[[ Data extract, beginning ]]
#[cfg(test)]
mod tests {
    use super::*;
    use crate::error::StoreError;
    use crate::mapping::GlobalOptions;
    use crate::transform_registry::ExtensionError;
    use std::cell::RefCell;

    /// Lookup double that records queries and answers from a fixed list.
    #[derive(Default)]
    struct Lookups {
        answers: Vec<(String, String)>,
        seen: RefCell<Vec<String>>,
    }

    impl Lookups {
        fn answering(query: &str, answer: &str) -> Self {
            Self {
                answers: vec![(query.to_string(), answer.to_string())],
                seen: RefCell::default(),
            }
        }

        fn answer(&self, query: &str) -> Option<String> {
            self.seen.borrow_mut().push(query.to_string());
            self.answers
                .iter()
                .find(|(q, _)| q == query)
                .map(|(_, a)| a.clone())
        }
    }

    impl ReferenceLookup for Lookups {
        fn find_reference(&self, _table: &str, query: &str) -> Result<Option<String>, StoreError> {
            Ok(self.answer(query))
        }
    }

    impl ChoiceLookup for Lookups {
        fn find_choice_value(&self, query: &str) -> Result<Option<String>, StoreError> {
            Ok(self.answer(query))
        }
    }

    fn ctx(date_format: &str) -> RunContext {
        RunContext::new(GlobalOptions {
            date_format: date_format.to_string(),
            target_table: "findings".to_string(),
            logging_enabled: true,
        })
    }

    fn row(pairs: &[(&str, &str)]) -> Row {
        pairs
            .iter()
            .map(|(k, v)| (k.to_string(), v.to_string()))
            .collect()
    }

    fn choice_mapping() -> FieldMapping {
        FieldMapping {
            lookup_table: Some("sys_choice".to_string()),
            lookup_query: Some("name=finding^value=$1".to_string()),
            ..FieldMapping::new("Severity", "severity", ProcessKind::Choice)
        }
    }

    #[test]
    fn test_copy() {
        let lookups = Lookups::default();
        let registry = ExtensionRegistry::new();
        let resolver = FieldResolver::new(&lookups, &lookups, &registry);
        let mapping = FieldMapping::new("Title", "short_description", ProcessKind::Copy);

        let value = resolver
            .resolve(&mapping, &row(&[("Title", " SQL injection ")]), "Title", &mut ctx(""))
            .unwrap();
        assert_eq!(value, " SQL injection ");
    }

    #[test]
    fn test_date_to_canonical() {
        let lookups = Lookups::default();
        let registry = ExtensionRegistry::new();
        let resolver = FieldResolver::new(&lookups, &lookups, &registry);
        let mapping = FieldMapping::new("Found On", "found_date", ProcessKind::Date);
        let r = row(&[("Found On", "03/14/2024")]);
        let mut ctx = ctx("MM/dd/yyyy");

        let first = resolver.resolve(&mapping, &r, "Found On", &mut ctx).unwrap();
        let second = resolver.resolve(&mapping, &r, "Found On", &mut ctx).unwrap();
        assert_eq!(first, "2024-03-14");
        assert_eq!(first, second);
        assert!(ctx.run_log().entries()[0].contains("Output date: 2024-03-14"));
    }

    #[test]
    fn test_date_without_format_is_fatal() {
        let lookups = Lookups::default();
        let registry = ExtensionRegistry::new();
        let resolver = FieldResolver::new(&lookups, &lookups, &registry);
        let mapping = FieldMapping::new("Found On", "found_date", ProcessKind::Date);

        let result = resolver.resolve(&mapping, &row(&[("Found On", "03/14/2024")]), "Found On", &mut ctx(""));
        assert!(matches!(result, Err(ImportError::MissingDateFormat)));
    }

    #[test]
    fn test_date_with_unsupported_pattern_is_fatal() {
        let lookups = Lookups::default();
        let registry = ExtensionRegistry::new();
        let resolver = FieldResolver::new(&lookups, &lookups, &registry);
        let mapping = FieldMapping::new("Found On", "found_date", ProcessKind::Date);

        let result = resolver.resolve(
            &mapping,
            &row(&[("Found On", "2024-03-14 UTC")]),
            "Found On",
            &mut ctx("yyyy-MM-dd z"),
        );
        match result {
            Err(ImportError::InvalidDateFormat { format, reason }) => {
                assert_eq!(format, "yyyy-MM-dd z");
                assert!(reason.contains("'z'"));
            }
            other => panic!("expected InvalidDateFormat, got {:?}", other),
        }
    }

    #[test]
    fn test_unmatched_lookup_degrades() {
        let lookups = Lookups::answering("user_name=jdoe", "6816f79c");
        let registry = ExtensionRegistry::new();
        let resolver = FieldResolver::new(&lookups, &lookups, &registry);
        let mapping = FieldMapping {
            lookup_table: Some("sys_user".to_string()),
            lookup_query: Some("user_name=$1".to_string()),
            ..FieldMapping::new("Tester", "tester", ProcessKind::Lookup)
        };
        let mut ctx = ctx("");

        let value = resolver
            .resolve_value(&mapping, &row(&[("Tester", "nobody")]), "Tester", &mut ctx)
            .unwrap();
        assert_eq!(value, FieldValue::raw(""));
        assert_eq!(lookups.seen.borrow().as_slice(), &["user_name=nobody"]);
        assert_eq!(
            ctx.run_log().entries().last().map(String::as_str),
            Some("Tester: Invalid option has been specified (nobody)")
        );
    }

    #[test]
    fn test_unparseable_date_degrades() {
        let lookups = Lookups::default();
        let registry = ExtensionRegistry::new();
        let resolver = FieldResolver::new(&lookups, &lookups, &registry);
        let mapping = FieldMapping::new("Found On", "found_date", ProcessKind::Date);
        let mut ctx = ctx("MM/dd/yyyy");

        let value = resolver
            .resolve(&mapping, &row(&[("Found On", "last week")]), "Found On", &mut ctx)
            .unwrap();
        assert_eq!(value, "");
        assert!(ctx.run_log().entries()[0].contains("Invalid date"));
    }

    #[test]
    fn test_lookup_returns_reference_id() {
        let lookups = Lookups::answering("user_name=jdoe", "6816f79c");
        let registry = ExtensionRegistry::new();
        let resolver = FieldResolver::new(&lookups, &lookups, &registry);
        let mapping = FieldMapping {
            lookup_table: Some("sys_user".to_string()),
            lookup_query: Some("user_name=$1".to_string()),
            ..FieldMapping::new("Tester", "tester", ProcessKind::Lookup)
        };

        let value = resolver
            .resolve_value(&mapping, &row(&[("Tester", "jdoe")]), "Tester", &mut ctx(""))
            .unwrap();
        assert_eq!(value, FieldValue::raw("6816f79c"));
    }

    #[test]
    fn test_unmatched_choice_degrades() {
        let lookups = Lookups::answering("name=finding^value=Low", "3");
        let registry = ExtensionRegistry::new();
        let resolver = FieldResolver::new(&lookups, &lookups, &registry);
        let mut ctx = ctx("");

        let value = resolver
            .resolve(&choice_mapping(), &row(&[("Severity", "High")]), "Severity", &mut ctx)
            .unwrap();
        assert_eq!(value, "");
        assert_eq!(
            ctx.run_log().entries(),
            &["Severity: Invalid option has been specified (High)"]
        );
    }

    #[test]
    fn test_matched_choice_is_display_value() {
        let lookups = Lookups::answering("name=finding^value=High", "2");
        let registry = ExtensionRegistry::new();
        let resolver = FieldResolver::new(&lookups, &lookups, &registry);

        let value = resolver
            .resolve_value(&choice_mapping(), &row(&[("Severity", "High")]), "Severity", &mut ctx(""))
            .unwrap();
        assert_eq!(value, FieldValue::display("2"));
    }

    #[test]
    fn test_query_without_placeholder() {
        let lookups = Lookups::answering("name=finding^value=1", "1");
        let registry = ExtensionRegistry::new();
        let resolver = FieldResolver::new(&lookups, &lookups, &registry);
        let mapping = FieldMapping {
            lookup_query: Some("name=finding^value=1".to_string()),
            ..choice_mapping()
        };
        let mut ctx = ctx("");

        let value = resolver
            .resolve(&mapping, &row(&[("Severity", "High")]), "Severity", &mut ctx)
            .unwrap();
        assert_eq!(value, "1");
        assert!(ctx.run_log().entries()[0].contains("no $1 placeholder"));
    }

    #[test]
    fn test_query_with_repeated_placeholder() {
        let lookups = Lookups::default();
        let registry = ExtensionRegistry::new();
        let resolver = FieldResolver::new(&lookups, &lookups, &registry);
        let mapping = FieldMapping {
            lookup_query: Some("label=$1^value=$1".to_string()),
            ..choice_mapping()
        };
        let mut ctx = ctx("");

        resolver
            .resolve(&mapping, &row(&[("Severity", "High")]), "Severity", &mut ctx)
            .unwrap();
        assert_eq!(lookups.seen.borrow().as_slice(), &["label=High^value=$1"]);
        assert!(ctx.run_log().entries()[0].contains("only the first is replaced"));
    }

    #[test]
    fn test_merge_fields_default_separator() {
        let lookups = Lookups::default();
        let registry = ExtensionRegistry::new();
        let resolver = FieldResolver::new(&lookups, &lookups, &registry);
        let mapping = FieldMapping {
            fields_to_merge: vec!["First".to_string(), "Last".to_string()],
            ..FieldMapping::new("Full Name", "reporter", ProcessKind::MergeFields)
        };

        let value = resolver
            .resolve(&mapping, &row(&[("First", "Jane"), ("Last", "Doe")]), "Full Name", &mut ctx(""))
            .unwrap();
        assert_eq!(value, "Jane Doe");
    }

    #[test]
    fn test_merge_fields_uses_only_first_two() {
        let lookups = Lookups::default();
        let registry = ExtensionRegistry::new();
        let resolver = FieldResolver::new(&lookups, &lookups, &registry);
        let mapping = FieldMapping {
            fields_to_merge: vec!["Host".into(), "Port".into(), "Path".into()],
            merge_character: Some(":".to_string()),
            ..FieldMapping::new("Endpoint", "endpoint", ProcessKind::MergeFields)
        };
        let r = row(&[("Host", "10.0.0.5"), ("Port", "443"), ("Path", "/login")]);

        let value = resolver.resolve(&mapping, &r, "Endpoint", &mut ctx("")).unwrap();
        assert_eq!(value, "10.0.0.5:443");
    }

    #[test]
    fn test_dynamic_receives_fixed_arguments() {
        let lookups = Lookups::default();
        let mut registry = ExtensionRegistry::new();
        registry.register("finding", "describe", |args| {
            Ok(format!(
                "{}|{}|{}|{}|{}",
                args.cell_value,
                args.column,
                args.row.len(),
                args.mapping.destination_field,
                args.options.target_table
            ))
        });
        let resolver = FieldResolver::new(&lookups, &lookups, &registry);
        let mapping = FieldMapping {
            script_extension: Some("finding.describe".to_string()),
            ..FieldMapping::new("Host", "cmdb_ci", ProcessKind::Dynamic)
        };

        let value = resolver
            .resolve(&mapping, &row(&[("Host", "web01"), ("Port", "80")]), "Host", &mut ctx(""))
            .unwrap();
        assert_eq!(value, "web01|Host|2|cmdb_ci|findings");
    }

    #[test]
    fn test_dynamic_unresolvable_identifier_degrades() {
        let lookups = Lookups::default();
        let registry = ExtensionRegistry::with_builtins();
        let resolver = FieldResolver::new(&lookups, &lookups, &registry);
        let mut ctx = ctx("");

        for identifier in ["nodot", "missing.function", "text.missing"] {
            let mapping = FieldMapping {
                script_extension: Some(identifier.to_string()),
                ..FieldMapping::new("Host", "cmdb_ci", ProcessKind::Dynamic)
            };
            let value = resolver
                .resolve(&mapping, &row(&[("Host", "web01")]), "Host", &mut ctx)
                .unwrap();
            assert_eq!(value, "");
        }
        assert_eq!(ctx.run_log().len(), 3);
    }

    #[test]
    fn test_dynamic_failure_is_fatal() {
        let lookups = Lookups::default();
        let mut registry = ExtensionRegistry::new();
        registry.register("finding", "explode", |_| {
            Err(ExtensionError::ExecutionError("boom".to_string()))
        });
        let resolver = FieldResolver::new(&lookups, &lookups, &registry);
        let mapping = FieldMapping {
            script_extension: Some("finding.explode".to_string()),
            ..FieldMapping::new("Host", "cmdb_ci", ProcessKind::Dynamic)
        };

        let result = resolver.resolve(&mapping, &row(&[("Host", "web01")]), "Host", &mut ctx(""));
        assert!(matches!(result, Err(ImportError::Extension { .. })));
    }
}
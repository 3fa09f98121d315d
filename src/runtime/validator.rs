//! Mandatory-field check run on every row before resolution.

use crate::error::ImportError;
use crate::mapping::MappingSpec;
use crate::record::Row;

/// Destination fields every findings import must be able to fill.
pub const FINDING_MANDATORY_FIELDS: [&str; 2] = ["technical_details", "steps_to_reproduce"];

/// Checks that a row carries the columns mapped to a set of required
/// destination fields.
///
/// The required set names destination fields, not column labels; the labels
/// are looked up in the mapping, so one validator serves spreadsheets
/// with different headings.
#[derive(Debug, Clone, PartialEq, Eq)]
pub struct RowValidator {
    required_fields: Vec<String>,
}

impl RowValidator {
    pub fn new<I, S>(required_fields: I) -> Self
    where
        I: IntoIterator<Item = S>,
        S: Into<String>,
    {
        Self {
            required_fields: required_fields.into_iter().map(Into::into).collect(),
        }
    }

    /// Validator for penetration-test findings.
    pub fn findings() -> Self {
        Self::new(FINDING_MANDATORY_FIELDS)
    }

    pub fn required_fields(&self) -> &[String] {
        &self.required_fields
    }

    /// Fails with [`ImportError::MissingMandatoryField`] listing every
    /// required field that has no mapping or whose mapped label is not a
    /// column of `row`.
    pub fn validate(&self, spec: &MappingSpec, row: &Row) -> Result<(), ImportError> {
        let missing: Vec<String> = self
            .required_fields
            .iter()
            .filter(|field| {
                spec.find_by_destination_field(field)
                    .map_or(true, |mapping| !row.contains_key(&mapping.label))
            })
            .cloned()
            .collect();

        if missing.is_empty() {
            Ok(())
        } else {
            Err(ImportError::MissingMandatoryField { missing })
        }
    }
}

impl Default for RowValidator {
    fn default() -> Self {
        Self::findings()
    }
}

#[cfg(test)]
mod tests {
    use super::*;
    use crate::mapping::{FieldMapping, ProcessKind};

    fn spec() -> MappingSpec {
        MappingSpec::from_mappings(vec![
            FieldMapping::new("Details", "technical_details", ProcessKind::Copy),
            FieldMapping::new("How to reproduce", "steps_to_reproduce", ProcessKind::Copy),
        ])
        .unwrap()
    }

    fn row(labels: &[&str]) -> Row {
        labels
            .iter()
            .map(|l| (l.to_string(), "x".to_string()))
            .collect()
    }

    #[test]
    fn test_valid_row() {
        let validator = RowValidator::findings();
        assert!(validator
            .validate(&spec(), &row(&["Details", "How to reproduce", "Extra"]))
            .is_ok());
    }

    #[test]
    fn test_empty_cell_still_counts_as_present() {
        let mut r = row(&["Details", "How to reproduce"]);
        r.insert("Details".to_string(), String::new());
        assert!(RowValidator::findings().validate(&spec(), &r).is_ok());
    }

    #[test]
    fn test_missing_column() {
        let err = RowValidator::findings()
            .validate(&spec(), &row(&["Details"]))
            .unwrap_err();
        assert!(matches!(
            err,
            ImportError::MissingMandatoryField { ref missing } if missing == &["steps_to_reproduce"]
        ));
    }

    #[test]
    fn test_missing_mapping() {
        let spec = MappingSpec::from_mappings(vec![FieldMapping::new(
            "Details",
            "technical_details",
            ProcessKind::Copy,
        )])
        .unwrap();

        let err = RowValidator::findings()
            .validate(&spec, &row(&["Details", "How to reproduce"]))
            .unwrap_err();
        assert!(err.to_string().contains("steps_to_reproduce"));
    }

    #[test]
    fn test_custom_required_fields() {
        let validator = RowValidator::new(["steps_to_reproduce"]);
        assert!(validator.validate(&spec(), &row(&["How to reproduce"])).is_ok());
        assert!(RowValidator::new(Vec::<String>::new())
            .validate(&spec(), &Row::new())
            .is_ok());
    }
}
[[ Data extract, end ]]
When a line in the material above holds the word "ExtensionError", copy that line.

◆ Task output
    use crate::transform_registry::ExtensionError;
            Err(ExtensionError::ExecutionError("boom".to_string()))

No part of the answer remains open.